The French Girl's Guide to Entertaining

Sacha Strebe

Living in the South of France, Thorisson is surrounded by locally grown produce ripened on the vine and picked fresh. This farm-to-table lifestyle is quintessentially French, and it’s easy to see why. Farmers’ markets are an essential French experience. The popular le marché is frequented by tourists just as much as any of the country’s famous landmarks, featuring carts bursting with fresh fruit, vegetables, meat, fish, cheese, and bread, not to mention the charming characters who operate each stall. Those of not in Paris for the fun can have the French experience with a visit to a local street market. Not only will your meals be tastier, but it’s also a sustainable choice—supporting nearby growers just feels good. Grab some local flowers while you’re there for the nature-inspired tablescape.

In order to create a festive atmosphere, you need to lead the charge in serving up that party spirit, but you can’t do that if you’re stuck in the kitchen the whole time. As the host, you need to ensure everyone is having a good time, including yourself. How? Planning a menu that can be prepared in advance. “As my mother put it when I was learning to cook, ‘Spend the least possible time in the kitchen. Otherwise, how can you entertain your guests?’” Thorisson told Bon Appétit. “That’s why I always make sure to prepare the dishes in advance, so all I have to do are a few little last-minute arrangements—say, add cheese-topped toasts to crocks of onion soup and put them in the oven for a few minutes until browned and bubbling before bringing them to the table.”

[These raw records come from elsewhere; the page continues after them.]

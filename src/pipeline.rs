// src/pipeline.rs
//! End-to-end run: session → fetch → window → dedup → artifact → prompt →
//! summary → report. Each stage runs once; the report is only written after
//! a successful summary, so a failed run never replaces the previous report.

use std::path::PathBuf;

use anyhow::{anyhow, Context};
use chrono::{DateTime, Utc};
use chrono_tz::Tz;
use metrics::{counter, gauge};
use tracing::{info, warn};

use crate::artifact;
use crate::config::digest::{DigestConfig, Driver, Strategy};
use crate::error::{PipelineError, SummaryError};
use crate::ingest::providers::chromium::ChromiumTimelineSource;
use crate::ingest::providers::fixture::FixtureTimelineSource;
use crate::ingest::retrying::RetryingSource;
use crate::ingest::types::{TimeWindow, TimelineSource};
use crate::ingest::{ensure_metrics_described, filter_window, newest_first, normalize};
use crate::prompt::{self, PromptOptions, DEFAULT_TEMPLATE};
use crate::report::{self, MarkdownReport};
use crate::session::SessionState;
use crate::summary::{build_backend, SummaryClient};

/// What a completed run produced.
#[derive(Debug, Clone)]
pub struct RunSummary {
    pub fetched: usize,
    pub retained: usize,
    /// Posts cut from the prompt to fit the character budget.
    pub omitted_from_prompt: usize,
    pub llm_calls: usize,
    pub artifact_path: PathBuf,
    pub report_path: PathBuf,
    pub report: MarkdownReport,
}

pub struct Pipeline {
    cfg: DigestConfig,
    tz: Tz,
    template: String,
    source: Box<dyn TimelineSource>,
    client: SummaryClient,
}

impl Pipeline {
    pub fn new(
        cfg: DigestConfig,
        source: Box<dyn TimelineSource>,
        client: SummaryClient,
    ) -> anyhow::Result<Self> {
        cfg.validate()?;
        let tz = cfg.output.tz()?;
        let template = cfg
            .summary
            .load_template()?
            .unwrap_or_else(|| DEFAULT_TEMPLATE.to_string());
        Ok(Self {
            cfg,
            tz,
            template,
            source,
            client,
        })
    }

    /// Wire the concrete driver and backend named in config.
    pub fn from_config(cfg: DigestConfig) -> anyhow::Result<Self> {
        let source: Box<dyn TimelineSource> = match cfg.browser.driver {
            Driver::Chromium => Box::new(RetryingSource::new(
                ChromiumTimelineSource::new(cfg.browser.clone()),
                cfg.browser.retry_policy(),
            )),
            Driver::Fixture => {
                let path = cfg
                    .browser
                    .fixture_path
                    .as_ref()
                    .ok_or_else(|| anyhow!("browser.fixture_path is not set"))?;
                Box::new(FixtureTimelineSource::from_path(path).context("loading fixture driver")?)
            }
        };
        let backend = build_backend(&cfg.summary)?;
        let client = SummaryClient::new(backend, cfg.summary.retry_policy())
            .with_continuations(cfg.summary.max_continuations);
        Self::new(cfg, source, client)
    }

    pub fn config(&self) -> &DigestConfig {
        &self.cfg
    }

    fn options(&self) -> PromptOptions {
        PromptOptions {
            group_by_country: self.cfg.summary.group_by_country,
            latest_only: self.cfg.summary.latest_only,
        }
    }

    /// Single or chunked summarization; returns text, omitted posts, calls made.
    async fn summarize(
        &self,
        artifact_text: &str,
        api_key: &str,
    ) -> Result<(String, usize, usize), SummaryError> {
        let s = &self.cfg.summary;
        let options = self.options();
        match s.strategy {
            Strategy::Single => {
                let payload = prompt::build(&self.template, artifact_text, options, s.max_body_chars);
                let text = self.client.summarize(&payload, api_key).await?;
                Ok((text, payload.omitted, 1))
            }
            Strategy::Chunked => {
                let chunks = prompt::build_chunks(&self.template, artifact_text, options, s.chunk_chars);
                let mut partials = Vec::with_capacity(chunks.len());
                for (i, payload) in chunks.iter().enumerate() {
                    info!(target: "summary", chunk = i + 1, of = chunks.len(), "summarizing chunk");
                    partials.push(self.client.summarize(payload, api_key).await?);
                }
                if partials.len() == 1 {
                    return Ok((partials.remove(0), 0, 1));
                }
                let merge = prompt::build_synthesis(&self.template, &partials, options, s.max_body_chars);
                let text = self.client.summarize(&merge, api_key).await?;
                Ok((text, 0, chunks.len() + 1))
            }
        }
    }

    /// Run once with `now` as the window reference.
    pub async fn run(&self, now: DateTime<Utc>) -> Result<RunSummary, PipelineError> {
        ensure_metrics_described();
        let t = &self.cfg.timeline;
        let out = &self.cfg.output;

        let session = SessionState::load(&t.cookies_path)?;
        let expired = session.expired_count(now.timestamp());
        if expired > 0 {
            warn!(target: "session", expired, "credential bundle contains expired cookies");
        }

        let window = TimeWindow::trailing(now, t.lookback_hours);
        info!(
            target: "pipeline",
            source = self.source.name(),
            account = %t.account,
            lookback_hours = t.lookback_hours,
            "fetching timeline"
        );
        let raw = self
            .source
            .fetch(&session, &t.account, &window)
            .await?;
        let fetched = raw.len();
        counter!("digest_posts_fetched_total").increment(fetched as u64);

        let windowed = filter_window(raw, t.lookback_hours, now, self.tz);
        let posts = newest_first(normalize(windowed));
        info!(target: "pipeline", fetched, retained = posts.len(), "posts prepared");

        artifact::write(&out.artifact_path, &posts)?;

        if posts.is_empty() {
            let report = report::no_posts_report(&t.account, t.lookback_hours);
            report.write(&out.report_path)?;
            gauge!("digest_last_run_ts").set(now.timestamp() as f64);
            return Ok(RunSummary {
                fetched,
                retained: 0,
                omitted_from_prompt: 0,
                llm_calls: 0,
                artifact_path: out.artifact_path.clone(),
                report_path: out.report_path.clone(),
                report,
            });
        }

        let artifact_text = artifact::read(&out.artifact_path)?;
        let api_key = self.cfg.summary.resolve_api_key().unwrap_or_default();
        info!(
            target: "summary",
            backend = self.client.backend_name(),
            model = %self.cfg.summary.model(),
            key_len = api_key.len(),
            "requesting summary"
        );
        let (text, omitted, llm_calls) = match self.summarize(&artifact_text, &api_key).await {
            Ok(v) => v,
            Err(e) => {
                counter!("digest_summary_failures_total").increment(1);
                return Err(e.into());
            }
        };

        let report = report::assemble(&text)?;
        report.write(&out.report_path)?;
        gauge!("digest_last_run_ts").set(now.timestamp() as f64);

        Ok(RunSummary {
            fetched,
            retained: posts.len(),
            omitted_from_prompt: omitted,
            llm_calls,
            artifact_path: out.artifact_path.clone(),
            report_path: out.report_path.clone(),
            report,
        })
    }
}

We recommend cooking elevated comfort food in traditional crockpots, which is simple to prepare in advance. Then, once mealtime rolls around, set them on the table so people can easily serve themselves seconds and thirds. We love Thorisson’s delicious butternut gratin or this delectable recipe for tarte fine aux courgettes, aka zucchini tarts, which your guests will love warm or cold. “It’s about abundance and a sense of being spoiled,” said Thorisson. “If people aren’t rolling out our door at the end of the night, the meal wasn’t a success.”


Winne Au for EyeSwoon

Just like the country’s low-fuss fashion and beauty looks, French tablescapes are natural, rustic, relaxed, and effortless. Throw a few mismatched platters, antique plates, and worn-in vintage cutlery on an ecru linen table runner, and add casual floral arrangements that resemble handpicked garden flowers. Beside each setting, arrange some olive-tree leaves or cut some pretty green springs from your surroundings, anything for a natural vibe. For the finishing touch, make sure you have plenty of candles all along the table so that you can keep talking long into the night. (Bonus: Everyone looks good by candlelight.)

If you really want to set the scene, music is key. Yes, of course your delicious meal and intriguing conversation will be the life of the party, but a dinner isn’t a success if there isn’t dancing, right? Since your themed banquet isn’t in the country of origin, you’ll just have to bring the soul of Paris to the party with some French tunes. Create a soundtrack of the classics like Jane Birkin, some cool folk from Jacques du Tronc, or the sweet sounds of the Amélie soundtrack. If you really want to get everyone moving, plug in Serge Gainsbourg and Brigitte Bardot’s Bonnie & Clyde.

A French soirée wouldn’t be complete without the nation’s signature sparkling wines and finest Champagne on the table. The region’s renowned for crafting some of the world’s best, after all, so it really would be sacrilege not to include it on the menu. When Geri Hirsch of Because I’m Addicted hosted her own French fête, she featured Beaujolais glasses with carafes of wine along the table next to the cheese platter, of course—the perfect pairing. We recommend a French sparkling brut rosé, which is a beautiful blush colour, slightly dry, yet soft and fruity. In other words, it’s delicious. Bon appétit!

Will you entertain your friends with a French-inspired party this spring?